*** Block opens ***

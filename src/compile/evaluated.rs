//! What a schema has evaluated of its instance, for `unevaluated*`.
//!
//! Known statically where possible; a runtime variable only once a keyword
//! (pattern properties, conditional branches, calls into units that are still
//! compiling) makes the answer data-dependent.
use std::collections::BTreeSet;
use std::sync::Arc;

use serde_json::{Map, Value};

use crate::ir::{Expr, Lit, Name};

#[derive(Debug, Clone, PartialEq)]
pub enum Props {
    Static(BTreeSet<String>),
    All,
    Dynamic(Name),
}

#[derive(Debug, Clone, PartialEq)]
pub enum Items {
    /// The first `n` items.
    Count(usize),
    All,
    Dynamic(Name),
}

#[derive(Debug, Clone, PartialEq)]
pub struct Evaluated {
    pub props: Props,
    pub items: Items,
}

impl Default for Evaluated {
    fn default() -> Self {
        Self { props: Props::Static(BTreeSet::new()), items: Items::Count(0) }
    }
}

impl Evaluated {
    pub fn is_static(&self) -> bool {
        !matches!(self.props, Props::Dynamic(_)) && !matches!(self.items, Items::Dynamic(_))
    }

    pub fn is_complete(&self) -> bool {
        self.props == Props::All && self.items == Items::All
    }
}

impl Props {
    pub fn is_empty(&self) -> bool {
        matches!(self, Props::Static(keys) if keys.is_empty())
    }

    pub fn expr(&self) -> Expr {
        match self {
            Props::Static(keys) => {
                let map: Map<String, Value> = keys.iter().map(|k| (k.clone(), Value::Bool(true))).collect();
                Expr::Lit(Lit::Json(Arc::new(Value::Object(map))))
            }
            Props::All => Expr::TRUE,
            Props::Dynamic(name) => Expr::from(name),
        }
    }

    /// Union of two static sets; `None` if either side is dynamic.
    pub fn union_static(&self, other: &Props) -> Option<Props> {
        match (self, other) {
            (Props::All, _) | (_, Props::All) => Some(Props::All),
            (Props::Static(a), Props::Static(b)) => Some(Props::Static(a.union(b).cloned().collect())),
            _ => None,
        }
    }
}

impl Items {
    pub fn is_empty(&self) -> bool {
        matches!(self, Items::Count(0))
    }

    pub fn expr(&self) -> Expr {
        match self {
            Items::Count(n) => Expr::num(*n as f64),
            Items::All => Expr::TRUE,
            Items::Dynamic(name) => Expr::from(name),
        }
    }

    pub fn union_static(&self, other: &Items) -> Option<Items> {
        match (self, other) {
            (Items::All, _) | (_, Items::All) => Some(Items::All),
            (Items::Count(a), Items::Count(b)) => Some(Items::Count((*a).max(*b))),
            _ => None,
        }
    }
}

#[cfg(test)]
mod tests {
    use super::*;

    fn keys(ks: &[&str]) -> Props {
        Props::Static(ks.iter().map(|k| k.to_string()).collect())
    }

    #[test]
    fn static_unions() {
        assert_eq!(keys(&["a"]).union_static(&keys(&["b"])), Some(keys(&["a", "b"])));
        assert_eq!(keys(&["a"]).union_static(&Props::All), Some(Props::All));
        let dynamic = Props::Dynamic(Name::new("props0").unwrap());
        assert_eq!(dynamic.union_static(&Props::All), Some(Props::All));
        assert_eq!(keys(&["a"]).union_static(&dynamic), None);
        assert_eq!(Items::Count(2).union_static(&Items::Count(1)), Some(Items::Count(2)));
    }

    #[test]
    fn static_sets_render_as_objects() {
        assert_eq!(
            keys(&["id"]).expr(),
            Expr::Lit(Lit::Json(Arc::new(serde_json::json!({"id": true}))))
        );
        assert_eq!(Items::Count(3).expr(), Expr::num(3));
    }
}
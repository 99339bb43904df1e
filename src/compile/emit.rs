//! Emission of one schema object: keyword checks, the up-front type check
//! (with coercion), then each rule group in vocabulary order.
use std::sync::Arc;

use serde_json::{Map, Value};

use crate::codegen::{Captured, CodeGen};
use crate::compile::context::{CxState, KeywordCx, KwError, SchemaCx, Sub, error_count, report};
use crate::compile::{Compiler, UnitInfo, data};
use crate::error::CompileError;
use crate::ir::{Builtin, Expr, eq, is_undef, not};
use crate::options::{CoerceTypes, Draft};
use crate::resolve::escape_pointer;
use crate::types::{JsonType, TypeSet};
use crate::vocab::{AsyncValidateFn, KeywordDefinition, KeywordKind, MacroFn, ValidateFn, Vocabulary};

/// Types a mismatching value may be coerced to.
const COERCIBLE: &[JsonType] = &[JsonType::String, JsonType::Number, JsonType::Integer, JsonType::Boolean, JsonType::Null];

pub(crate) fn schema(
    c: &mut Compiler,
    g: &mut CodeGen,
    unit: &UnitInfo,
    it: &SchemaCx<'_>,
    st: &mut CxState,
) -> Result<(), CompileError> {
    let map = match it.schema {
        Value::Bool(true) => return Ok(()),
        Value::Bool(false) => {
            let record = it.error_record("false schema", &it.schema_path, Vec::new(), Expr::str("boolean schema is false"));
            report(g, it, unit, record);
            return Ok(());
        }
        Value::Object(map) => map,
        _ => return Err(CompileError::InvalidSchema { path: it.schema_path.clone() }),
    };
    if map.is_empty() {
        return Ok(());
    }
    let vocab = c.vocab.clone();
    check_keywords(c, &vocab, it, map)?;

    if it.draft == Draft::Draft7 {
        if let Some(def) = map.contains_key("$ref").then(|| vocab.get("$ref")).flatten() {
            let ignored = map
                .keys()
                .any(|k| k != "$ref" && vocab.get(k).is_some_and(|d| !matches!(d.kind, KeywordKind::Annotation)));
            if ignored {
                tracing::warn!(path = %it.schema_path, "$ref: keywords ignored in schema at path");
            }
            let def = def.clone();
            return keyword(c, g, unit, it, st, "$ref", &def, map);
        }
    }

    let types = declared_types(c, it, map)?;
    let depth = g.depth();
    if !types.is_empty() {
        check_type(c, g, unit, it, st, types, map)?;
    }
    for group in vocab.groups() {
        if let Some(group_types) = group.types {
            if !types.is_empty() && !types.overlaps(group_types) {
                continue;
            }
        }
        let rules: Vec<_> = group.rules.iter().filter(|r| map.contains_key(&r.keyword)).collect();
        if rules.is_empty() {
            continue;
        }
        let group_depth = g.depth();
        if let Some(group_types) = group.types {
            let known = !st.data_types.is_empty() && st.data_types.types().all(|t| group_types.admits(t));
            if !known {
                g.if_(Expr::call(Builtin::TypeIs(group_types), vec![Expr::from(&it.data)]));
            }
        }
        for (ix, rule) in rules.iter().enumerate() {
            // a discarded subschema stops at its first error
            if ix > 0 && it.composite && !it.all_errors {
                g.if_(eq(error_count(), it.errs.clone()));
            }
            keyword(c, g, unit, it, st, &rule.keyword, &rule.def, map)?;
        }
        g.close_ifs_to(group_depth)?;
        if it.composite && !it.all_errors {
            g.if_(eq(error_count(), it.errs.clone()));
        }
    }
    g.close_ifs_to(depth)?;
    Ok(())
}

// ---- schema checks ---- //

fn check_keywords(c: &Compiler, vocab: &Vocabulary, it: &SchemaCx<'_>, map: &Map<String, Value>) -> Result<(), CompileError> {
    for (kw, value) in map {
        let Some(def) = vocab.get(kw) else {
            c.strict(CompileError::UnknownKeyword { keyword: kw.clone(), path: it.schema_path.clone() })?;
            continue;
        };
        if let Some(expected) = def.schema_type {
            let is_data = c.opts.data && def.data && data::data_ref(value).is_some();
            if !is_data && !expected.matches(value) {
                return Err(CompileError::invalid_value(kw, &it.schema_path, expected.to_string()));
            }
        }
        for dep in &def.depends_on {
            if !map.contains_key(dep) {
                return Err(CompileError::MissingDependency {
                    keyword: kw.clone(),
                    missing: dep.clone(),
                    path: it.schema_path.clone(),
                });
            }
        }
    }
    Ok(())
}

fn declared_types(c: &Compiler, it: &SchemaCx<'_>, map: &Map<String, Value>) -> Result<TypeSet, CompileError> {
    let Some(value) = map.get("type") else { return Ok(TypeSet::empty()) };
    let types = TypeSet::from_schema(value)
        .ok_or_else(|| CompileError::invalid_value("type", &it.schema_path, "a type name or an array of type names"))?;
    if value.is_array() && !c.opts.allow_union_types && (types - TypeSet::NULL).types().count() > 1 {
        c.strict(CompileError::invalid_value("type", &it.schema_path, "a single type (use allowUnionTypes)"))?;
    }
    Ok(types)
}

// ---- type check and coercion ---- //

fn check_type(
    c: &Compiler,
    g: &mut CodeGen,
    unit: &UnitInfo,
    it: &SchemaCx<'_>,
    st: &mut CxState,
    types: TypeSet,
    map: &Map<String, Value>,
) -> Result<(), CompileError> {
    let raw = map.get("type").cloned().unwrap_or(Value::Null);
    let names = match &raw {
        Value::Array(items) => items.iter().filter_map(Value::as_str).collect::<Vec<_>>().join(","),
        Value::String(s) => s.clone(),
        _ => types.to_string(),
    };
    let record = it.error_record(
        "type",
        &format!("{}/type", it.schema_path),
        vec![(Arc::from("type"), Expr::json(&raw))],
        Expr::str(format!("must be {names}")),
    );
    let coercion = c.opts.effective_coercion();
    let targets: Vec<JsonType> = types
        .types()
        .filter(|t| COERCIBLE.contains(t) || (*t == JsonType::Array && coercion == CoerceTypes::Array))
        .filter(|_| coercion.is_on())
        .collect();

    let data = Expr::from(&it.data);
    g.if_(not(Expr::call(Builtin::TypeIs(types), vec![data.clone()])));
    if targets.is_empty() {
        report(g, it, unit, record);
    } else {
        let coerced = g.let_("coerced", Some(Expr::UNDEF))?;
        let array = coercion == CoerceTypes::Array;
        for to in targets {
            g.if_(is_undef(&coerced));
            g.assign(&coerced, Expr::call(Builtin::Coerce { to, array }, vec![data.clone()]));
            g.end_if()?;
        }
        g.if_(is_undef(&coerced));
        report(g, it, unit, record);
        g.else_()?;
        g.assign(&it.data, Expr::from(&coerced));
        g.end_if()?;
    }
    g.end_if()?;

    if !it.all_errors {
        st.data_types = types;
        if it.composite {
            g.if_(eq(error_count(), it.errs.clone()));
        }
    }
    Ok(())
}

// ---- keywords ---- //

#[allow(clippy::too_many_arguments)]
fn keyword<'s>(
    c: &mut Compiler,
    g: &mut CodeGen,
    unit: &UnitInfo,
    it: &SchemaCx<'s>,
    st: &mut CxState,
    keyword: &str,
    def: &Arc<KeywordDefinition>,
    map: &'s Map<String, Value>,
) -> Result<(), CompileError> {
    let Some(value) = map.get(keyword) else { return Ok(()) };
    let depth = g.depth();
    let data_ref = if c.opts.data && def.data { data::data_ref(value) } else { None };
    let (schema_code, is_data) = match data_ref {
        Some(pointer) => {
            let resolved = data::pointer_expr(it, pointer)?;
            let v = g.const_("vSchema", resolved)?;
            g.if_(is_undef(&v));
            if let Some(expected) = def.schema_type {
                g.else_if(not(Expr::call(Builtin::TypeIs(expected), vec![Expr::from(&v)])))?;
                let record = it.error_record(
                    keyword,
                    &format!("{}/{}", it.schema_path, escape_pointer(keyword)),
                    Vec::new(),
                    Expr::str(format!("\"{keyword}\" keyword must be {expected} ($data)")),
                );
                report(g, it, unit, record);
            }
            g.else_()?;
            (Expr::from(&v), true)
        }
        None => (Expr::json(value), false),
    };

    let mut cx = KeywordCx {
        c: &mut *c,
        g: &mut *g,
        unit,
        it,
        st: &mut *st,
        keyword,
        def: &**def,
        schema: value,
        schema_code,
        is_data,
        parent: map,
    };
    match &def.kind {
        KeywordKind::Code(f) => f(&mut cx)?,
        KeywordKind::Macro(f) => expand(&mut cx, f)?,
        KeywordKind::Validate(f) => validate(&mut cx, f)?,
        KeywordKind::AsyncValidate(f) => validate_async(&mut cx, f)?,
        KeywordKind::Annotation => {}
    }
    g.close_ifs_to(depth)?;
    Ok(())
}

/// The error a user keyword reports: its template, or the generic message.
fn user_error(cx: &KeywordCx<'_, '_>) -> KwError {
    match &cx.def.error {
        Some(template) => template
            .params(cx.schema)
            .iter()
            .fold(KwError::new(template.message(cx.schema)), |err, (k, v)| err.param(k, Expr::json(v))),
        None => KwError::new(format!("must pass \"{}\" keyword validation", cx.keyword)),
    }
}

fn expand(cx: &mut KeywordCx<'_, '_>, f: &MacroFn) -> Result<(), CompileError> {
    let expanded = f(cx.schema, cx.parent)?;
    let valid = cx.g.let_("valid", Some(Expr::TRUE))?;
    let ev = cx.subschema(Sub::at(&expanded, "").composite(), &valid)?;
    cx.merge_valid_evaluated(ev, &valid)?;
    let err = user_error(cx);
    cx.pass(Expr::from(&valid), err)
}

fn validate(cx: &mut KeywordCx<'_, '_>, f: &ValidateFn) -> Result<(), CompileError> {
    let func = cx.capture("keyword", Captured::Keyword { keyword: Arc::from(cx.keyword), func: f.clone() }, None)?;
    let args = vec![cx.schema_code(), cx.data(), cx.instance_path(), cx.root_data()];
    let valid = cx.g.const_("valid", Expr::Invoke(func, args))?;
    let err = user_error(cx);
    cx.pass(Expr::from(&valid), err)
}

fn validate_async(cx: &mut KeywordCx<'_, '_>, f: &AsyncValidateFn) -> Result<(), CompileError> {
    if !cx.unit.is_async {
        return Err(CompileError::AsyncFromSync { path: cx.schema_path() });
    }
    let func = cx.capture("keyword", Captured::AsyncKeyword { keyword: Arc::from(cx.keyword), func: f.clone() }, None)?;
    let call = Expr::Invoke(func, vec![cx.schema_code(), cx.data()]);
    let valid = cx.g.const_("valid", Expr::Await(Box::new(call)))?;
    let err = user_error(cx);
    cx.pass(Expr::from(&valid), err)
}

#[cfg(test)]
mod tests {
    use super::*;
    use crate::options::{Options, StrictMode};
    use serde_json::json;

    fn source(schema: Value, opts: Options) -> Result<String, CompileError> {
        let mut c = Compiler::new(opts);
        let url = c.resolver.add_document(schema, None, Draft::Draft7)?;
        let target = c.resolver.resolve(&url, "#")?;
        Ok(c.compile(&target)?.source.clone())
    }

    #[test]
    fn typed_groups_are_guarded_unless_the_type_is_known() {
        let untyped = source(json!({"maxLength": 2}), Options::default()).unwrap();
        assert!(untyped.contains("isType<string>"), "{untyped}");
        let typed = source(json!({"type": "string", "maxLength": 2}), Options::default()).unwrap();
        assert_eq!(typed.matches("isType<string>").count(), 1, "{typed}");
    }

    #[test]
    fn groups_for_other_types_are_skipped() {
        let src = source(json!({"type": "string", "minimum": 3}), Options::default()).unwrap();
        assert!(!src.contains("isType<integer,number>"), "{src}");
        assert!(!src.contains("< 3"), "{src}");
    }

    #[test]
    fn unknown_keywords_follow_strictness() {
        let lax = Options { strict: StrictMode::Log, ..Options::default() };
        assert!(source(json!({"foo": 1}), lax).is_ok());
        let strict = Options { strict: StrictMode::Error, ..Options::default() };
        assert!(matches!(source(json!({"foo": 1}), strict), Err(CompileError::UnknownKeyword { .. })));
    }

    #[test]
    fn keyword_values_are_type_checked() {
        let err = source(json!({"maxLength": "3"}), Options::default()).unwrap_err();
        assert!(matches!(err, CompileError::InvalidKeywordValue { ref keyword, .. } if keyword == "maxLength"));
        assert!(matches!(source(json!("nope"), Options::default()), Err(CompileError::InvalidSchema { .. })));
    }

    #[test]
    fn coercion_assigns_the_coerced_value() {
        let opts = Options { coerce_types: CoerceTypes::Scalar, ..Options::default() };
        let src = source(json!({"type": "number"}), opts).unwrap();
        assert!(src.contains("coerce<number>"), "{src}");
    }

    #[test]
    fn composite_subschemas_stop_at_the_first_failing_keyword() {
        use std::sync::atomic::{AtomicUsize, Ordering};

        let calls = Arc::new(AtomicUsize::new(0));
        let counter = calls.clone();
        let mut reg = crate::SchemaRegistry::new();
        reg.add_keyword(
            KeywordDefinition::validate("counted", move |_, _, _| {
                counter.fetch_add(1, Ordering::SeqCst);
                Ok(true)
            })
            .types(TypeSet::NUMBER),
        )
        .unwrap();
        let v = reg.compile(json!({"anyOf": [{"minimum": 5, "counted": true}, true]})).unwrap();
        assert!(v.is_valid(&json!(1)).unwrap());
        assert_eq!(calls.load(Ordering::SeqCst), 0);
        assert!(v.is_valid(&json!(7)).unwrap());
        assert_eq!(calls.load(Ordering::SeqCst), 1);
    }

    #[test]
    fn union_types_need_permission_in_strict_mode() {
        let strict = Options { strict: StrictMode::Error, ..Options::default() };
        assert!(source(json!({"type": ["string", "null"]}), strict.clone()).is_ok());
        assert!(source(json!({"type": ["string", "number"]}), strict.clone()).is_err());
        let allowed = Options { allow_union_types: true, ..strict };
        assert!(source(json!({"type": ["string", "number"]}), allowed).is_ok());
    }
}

*** Block closes ***

Using only the listing above, restate exactly the lines from the line containing "repository 99339bb43904df1e" through the line containing "let types = declared_types(c, it, map)?;", both included.

◆ **TASK RESPONSE**
repository 99339bb43904df1e
filename src/compile/emit.rs
//! Emission of one schema object: keyword checks, the up-front type check
//! (with coercion), then each rule group in vocabulary order.
use std::sync::Arc;

use serde_json::{Map, Value};

use crate::codegen::{Captured, CodeGen};
use crate::compile::context::{CxState, KeywordCx, KwError, SchemaCx, Sub, error_count, report};
use crate::compile::{Compiler, UnitInfo, data};
use crate::error::CompileError;
use crate::ir::{Builtin, Expr, eq, is_undef, not};
use crate::options::{CoerceTypes, Draft};
use crate::resolve::escape_pointer;
use crate::types::{JsonType, TypeSet};
use crate::vocab::{AsyncValidateFn, KeywordDefinition, KeywordKind, MacroFn, ValidateFn, Vocabulary};

/// Types a mismatching value may be coerced to.
const COERCIBLE: &[JsonType] = &[JsonType::String, JsonType::Number, JsonType::Integer, JsonType::Boolean, JsonType::Null];

pub(crate) fn schema(
    c: &mut Compiler,
    g: &mut CodeGen,
    unit: &UnitInfo,
    it: &SchemaCx<'_>,
    st: &mut CxState,
) -> Result<(), CompileError> {
    let map = match it.schema {
        Value::Bool(true) => return Ok(()),
        Value::Bool(false) => {
            let record = it.error_record("false schema", &it.schema_path, Vec::new(), Expr::str("boolean schema is false"));
            report(g, it, unit, record);
            return Ok(());
        }
        Value::Object(map) => map,
        _ => return Err(CompileError::InvalidSchema { path: it.schema_path.clone() }),
    };
    if map.is_empty() {
        return Ok(());
    }
    let vocab = c.vocab.clone();
    check_keywords(c, &vocab, it, map)?;

    if it.draft == Draft::Draft7 {
        if let Some(def) = map.contains_key("$ref").then(|| vocab.get("$ref")).flatten() {
            let ignored = map
                .keys()
                .any(|k| k != "$ref" && vocab.get(k).is_some_and(|d| !matches!(d.kind, KeywordKind::Annotation)));
            if ignored {
                tracing::warn!(path = %it.schema_path, "$ref: keywords ignored in schema at path");
            }
            let def = def.clone();
            return keyword(c, g, unit, it, st, "$ref", &def, map);
        }
    }

    let types = declared_types(c, it, map)?;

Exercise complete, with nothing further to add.